(Saved entries)
──────
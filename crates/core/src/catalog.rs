//! Customer-facing catalog view over the preset list.
//!
//! The storefront shows an "all" tab plus one tab per category. Only active
//! presets are ever shown to customers.

use crate::preset::{Category, PresetRecord};

/// Which tab of the catalog is selected.
#[derive(Debug, Clone, Copy, Default, PartialEq, Eq)]
pub enum CatalogFilter {
    #[default]
    All,
    Category(Category),
}

impl CatalogFilter {
    /// Whether `record` belongs on this tab (ignoring visibility).
    pub fn matches(&self, record: &PresetRecord) -> bool {
        match self {
            CatalogFilter::All => true,
            CatalogFilter::Category(category) => record.category == category.label(),
        }
    }
}

/// Active presets matching `filter`, ordered by `sort_order`.
///
/// The sort is stable, so records sharing a `sort_order` keep the order the
/// collection resource returned them in.
pub fn visible_presets(records: &[PresetRecord], filter: CatalogFilter) -> Vec<&PresetRecord> {
    let mut visible: Vec<&PresetRecord> = records
        .iter()
        .filter(|r| r.is_active && filter.matches(r))
        .collect();
    visible.sort_by_key(|r| r.sort_order);
    visible
}

/// Render a price in roubles, e.g. `₽990`.
pub fn format_price(price: i32) -> String {
    format!("₽{price}")
}

#[cfg(test)]
mod tests {
    use super::*;

    fn record(id: i64, category: Category, is_active: bool, sort_order: i32) -> PresetRecord {
        PresetRecord {
            id: Some(id),
            name: format!("Preset {id}"),
            category: category.label().to_string(),
            preset_file_url: format!("https://cdn/{id}.cube"),
            is_active,
            sort_order,
            ..PresetRecord::default()
        }
    }

    #[test]
    fn all_tab_hides_inactive_presets() {
        let records = vec![
            record(1, Category::Warm, true, 0),
            record(2, Category::Retro, false, 0),
            record(3, Category::Professional, true, 0),
        ];
        let ids: Vec<_> = visible_presets(&records, CatalogFilter::All)
            .iter()
            .map(|r| r.id)
            .collect();
        assert_eq!(ids, vec![Some(1), Some(3)]);
    }

    #[test]
    fn category_tab_filters_by_label() {
        let records = vec![
            record(1, Category::Warm, true, 0),
            record(2, Category::Professional, true, 0),
            record(3, Category::Professional, true, 0),
        ];
        let visible = visible_presets(&records, CatalogFilter::Category(Category::Professional));
        assert_eq!(visible.len(), 2);
        assert!(visible.iter().all(|r| r.category() == Some(Category::Professional)));
    }

    #[test]
    fn ordering_follows_sort_order_and_is_stable() {
        let records = vec![
            record(1, Category::Warm, true, 5),
            record(2, Category::Warm, true, 1),
            record(3, Category::Warm, true, 5),
        ];
        let ids: Vec<_> = visible_presets(&records, CatalogFilter::All)
            .iter()
            .map(|r| r.id)
            .collect();
        assert_eq!(ids, vec![Some(2), Some(1), Some(3)]);
    }

    #[test]
    fn format_price_prefixes_rouble_sign() {
        assert_eq!(format_price(990), "₽990");
    }
}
──────
• TASK: Look for the line that contains "assert_eq!(ids, vec![Some(2), Some(1), Some(3)]);" in the entries above. Set it down, along with all later lines, exactly as written.

• RESPONSE AREA:
        assert_eq!(ids, vec![Some(2), Some(1), Some(3)]);
    }

    #[test]
    fn format_price_prefixes_rouble_sign() {
        assert_eq!(format_price(990), "₽990");
    }
}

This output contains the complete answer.